A side benefit of RSS advertising, when it arrives en masse, is that it'll help promote full-content RSS feeds. I generally prefer full-content feeds, but currently a lot of publishers use excerpted feeds in order to get click-throughs to their advertising-supported webpages. That business model is ripe for overhaul.
Selected bits that caught my attention from the big companies this week:
- Yahoo/wikipedia deal: gives Wikipedia increased exposure, via Yahoo's millions of users. Also gives Yahoo even more whuffie from the tech community... although I detected a slight Whuffie/Mojo Backlash from certain quarters.
- Google Launches Q&A Service: the Rise of the Answer Engines perhaps?
- Microsoft Connected Services Framework: "a flexible and customizable solution that uses a service-oriented architecture (SOA) approach to help companies streamline the creation, management, and delivery of content".
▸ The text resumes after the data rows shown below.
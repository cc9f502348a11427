//! CalendarProvider trait definition.
//!
//! This module defines the [`CalendarProvider`] trait, the seam between the
//! schedule pipeline and the calendar service. A provider answers one
//! question: which events happen on a given day.

use std::future::Future;
use std::pin::Pin;

use chrono::{NaiveDate, TimeZone};
use myschedule_core::{TimeError, TimeWindow};

use crate::error::{ProviderError, ProviderResult};
use crate::raw_event::RawEvent;

/// A request for one calendar day.
#[derive(Debug, Clone, PartialEq, Eq)]
pub struct FetchDay {
    /// The requested date, in the viewer's zone.
    pub date: NaiveDate,
    /// Midnight to next midnight of `date`, as UTC instants.
    pub window: TimeWindow,
}

impl FetchDay {
    /// Builds the request for `date` as seen from `tz`.
    pub fn new<Z: TimeZone>(date: NaiveDate, tz: &Z) -> Result<Self, TimeError> {
        Ok(Self {
            date,
            window: TimeWindow::for_date(date, tz)?,
        })
    }
}

/// A boxed future for async trait methods.
///
/// Using boxed futures keeps the trait object-safe so the CLI can hold a
/// `&dyn CalendarProvider`.
pub type BoxFuture<'a, T> = Pin<Box<dyn Future<Output = T> + Send + 'a>>;

/// The interface every calendar backend implements.
///
/// # Implementation Notes
///
/// - `fetch_day` returns every event overlapping the window, in the order
///   the service returned them. Ordering is applied later.
/// - Pagination is handled internally.
/// - A missing or expired session is reported as an
///   [`AuthenticationFailed`](crate::ProviderErrorCode::AuthenticationFailed)
///   error; everything else that goes wrong on the way is a transport error.
pub trait CalendarProvider: Send + Sync {
    /// Returns the name of this provider (e.g., "graph").
    fn name(&self) -> &str;

    /// Checks whether a session is available.
    ///
    /// This only looks at local state; it does not contact the service.
    fn is_authenticated(&self) -> bool;

    /// Fetches the raw events of one day.
    ///
    /// # Errors
    ///
    /// Returns `ProviderError` on authentication and transport failures.
    fn fetch_day(&self, day: FetchDay) -> BoxFuture<'_, ProviderResult<Vec<RawEvent>>>;
}

/// A provider that serves a fixed list of events.
///
/// Every requested day gets the same events. Useful for tests and for
/// rendering a saved dump.
#[derive(Debug, Clone, Default)]
pub struct StaticProvider {
    events: Vec<RawEvent>,
}

impl StaticProvider {
    pub fn new(events: Vec<RawEvent>) -> Self {
        Self { events }
    }
}

impl CalendarProvider for StaticProvider {
    fn name(&self) -> &str {
        "static"
    }

    fn is_authenticated(&self) -> bool {
        true
    }

    fn fetch_day(&self, _day: FetchDay) -> BoxFuture<'_, ProviderResult<Vec<RawEvent>>> {
        let events = self.events.clone();
        Box::pin(async move { Ok(events) })
    }
}

/// A provider that always returns an error.
///
/// This is useful for testing or as a placeholder when a provider
/// fails to initialize.
#[derive(Debug)]
pub struct ErrorProvider {
    name: String,
    error: ProviderError,
}

impl ErrorProvider {
    /// Creates a new error provider.
    pub fn new(name: impl Into<String>, error: ProviderError) -> Self {
        Self {
            name: name.into(),
            error,
        }
    }
}

impl CalendarProvider for ErrorProvider {
    fn name(&self) -> &str {
        &self.name
    }

    fn is_authenticated(&self) -> bool {
        !self.error.is_authentication()
    }

    fn fetch_day(&self, _day: FetchDay) -> BoxFuture<'_, ProviderResult<Vec<RawEvent>>> {
        // ProviderError is not Clone because of its boxed source.
        let error =
            ProviderError::new(self.error.code(), self.error.message()).with_provider(&self.name);
        Box::pin(async move { Err(error) })
    }
}

#[cfg(test)]
mod tests {
    use super::*;
    use crate::error::ProviderErrorCode;
    use crate::raw_event::{RawDateTimeZone, RawRecipient};
    use chrono::{Duration, Utc};

    fn march_first() -> NaiveDate {
        NaiveDate::from_ymd_opt(2024, 3, 1).unwrap()
    }

    #[test]
    fn fetch_day_covers_local_midnight_to_midnight() {
        let day = FetchDay::new(march_first(), &chrono_tz::Europe::Berlin).unwrap();
        assert_eq!(day.date, march_first());
        assert_eq!(
            day.window.start,
            Utc.with_ymd_and_hms(2024, 2, 29, 23, 0, 0).unwrap()
        );
        assert_eq!(day.window.duration(), Duration::hours(24));
    }

    #[test]
    fn fetch_day_on_dst_switch_is_short() {
        let date = NaiveDate::from_ymd_opt(2024, 3, 31).unwrap();
        let day = FetchDay::new(date, &chrono_tz::Europe::Berlin).unwrap();
        assert_eq!(day.window.duration(), Duration::hours(23));
    }

    #[tokio::test]
    async fn static_provider_returns_its_events() {
        let event = RawEvent::new(
            "Sync",
            RawRecipient::new("a@example.com", "A"),
            RawDateTimeZone::new("2024-03-01T10:00:00", "UTC"),
            "https://example.com/1",
        );
        let provider = StaticProvider::new(vec![event.clone()]);
        assert!(provider.is_authenticated());

        let day = FetchDay::new(march_first(), &Utc).unwrap();
        let events = provider.fetch_day(day).await.unwrap();
        assert_eq!(events, vec![event]);
    }

    #[tokio::test]
    async fn error_provider_returns_error() {
        let provider = ErrorProvider::new("test", ProviderError::network("unreachable"));

        assert_eq!(provider.name(), "test");
        assert!(provider.is_authenticated());

        let day = FetchDay::new(march_first(), &Utc).unwrap();
        let err = provider.fetch_day(day).await.unwrap_err();
        assert_eq!(err.code(), ProviderErrorCode::NetworkError);
        assert_eq!(err.provider(), Some("test"));
    }

    #[test]
    fn error_provider_without_session() {
        let provider = ErrorProvider::new("test", ProviderError::authentication("no tokens"));
        assert!(!provider.is_authenticated());
    }
}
Argh, corporate speak! I prefered the headline at InternetNews: Web Services, Hollywood Style. Much sexier. Here is the low-down from InternetNews about what it does:
"Instead of producers [of media and entertainment companies] checking footage in and out, then using the phone, fax or e-mail to notify others that a step has been completed, the system can provide automatic notifications to everyone in the process, both in-house and out."
Microsoft is formally launching it next week at the 2005 National Association of Broadcasters Convention in Las Vegas.
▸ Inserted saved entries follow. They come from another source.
//! Microsoft Graph calendar provider.
//!
//! [`GraphProvider`] reads the signed-in user's calendar through the
//! Microsoft Graph `calendarView` endpoint.
//!
//! # Authentication Flow
//!
//! 1. The user registers an app in Azure and configures its client ID
//! 2. `logon` binds a loopback listener and opens the browser on the
//!    tenant's authorization page with a PKCE challenge
//! 3. The redirect brings the authorization code back to the listener
//! 4. The code is exchanged for an access token and a refresh token
//! 5. Tokens are persisted; later runs refresh the access token silently
//!
//! # Example
//!
//! ```ignore
//! use myschedule_providers::graph::{GraphConfig, GraphProvider, OAuthCredentials};
//!
//! let config = GraphConfig::new(OAuthCredentials::public(client_id));
//! let provider = GraphProvider::new(config)?;
//!
//! if !provider.is_authenticated() {
//!     provider.authenticate().await?;
//! }
//!
//! let events = provider.fetch_day(FetchDay::new(date, &Local)?).await?;
//! ```

mod client;
mod config;
mod oauth;
mod provider;
mod tokens;

pub use client::{EVENT_FIELDS, GraphClient, UserProfile};
pub use config::{GraphConfig, OAuthCredentials};
pub use oauth::{OAuthClient, PkceFlow, RefreshedToken};
pub use provider::GraphProvider;
pub use tokens::{TokenInfo, TokenStorage};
Post of the week: Bloglines v Technorati
Umair Haque at Bubblegum Generation wrote a thought-provoking post comparing the strategies of uber-Web 2.0 companies Bloglines and Technorati. Basically Umair reckons Bloglines got it right, while Technorati's strategy fell short. He contends that the "dominant" strategy for RSS Aggregators is:
"...in owning the user, by building scale economies (offering the most feeds), creating network FX/increasing marginal utility, and offering this to the user at the lowest relative transaction costs. This locks users in to your solution."
He gets to the meat of his point here (I've chopped it a bit):
"The feedreader, I suspect, is becoming the browser 2.0. [...] The point is that feed aggregators can do many cool things to create value for all players. That's because they can aggregate (your and others') private information and preferences, and use this to push info that has value to you back into your infostream."
Steve Gillmor would label this attention, but whatever you call it Umair has provided an interesting analysis of it. And I loved the bit about RSS Aggregators being 'browser 2.0'. A bit corny perhaps, but it's a nice analogy for how RSS is changing the Web.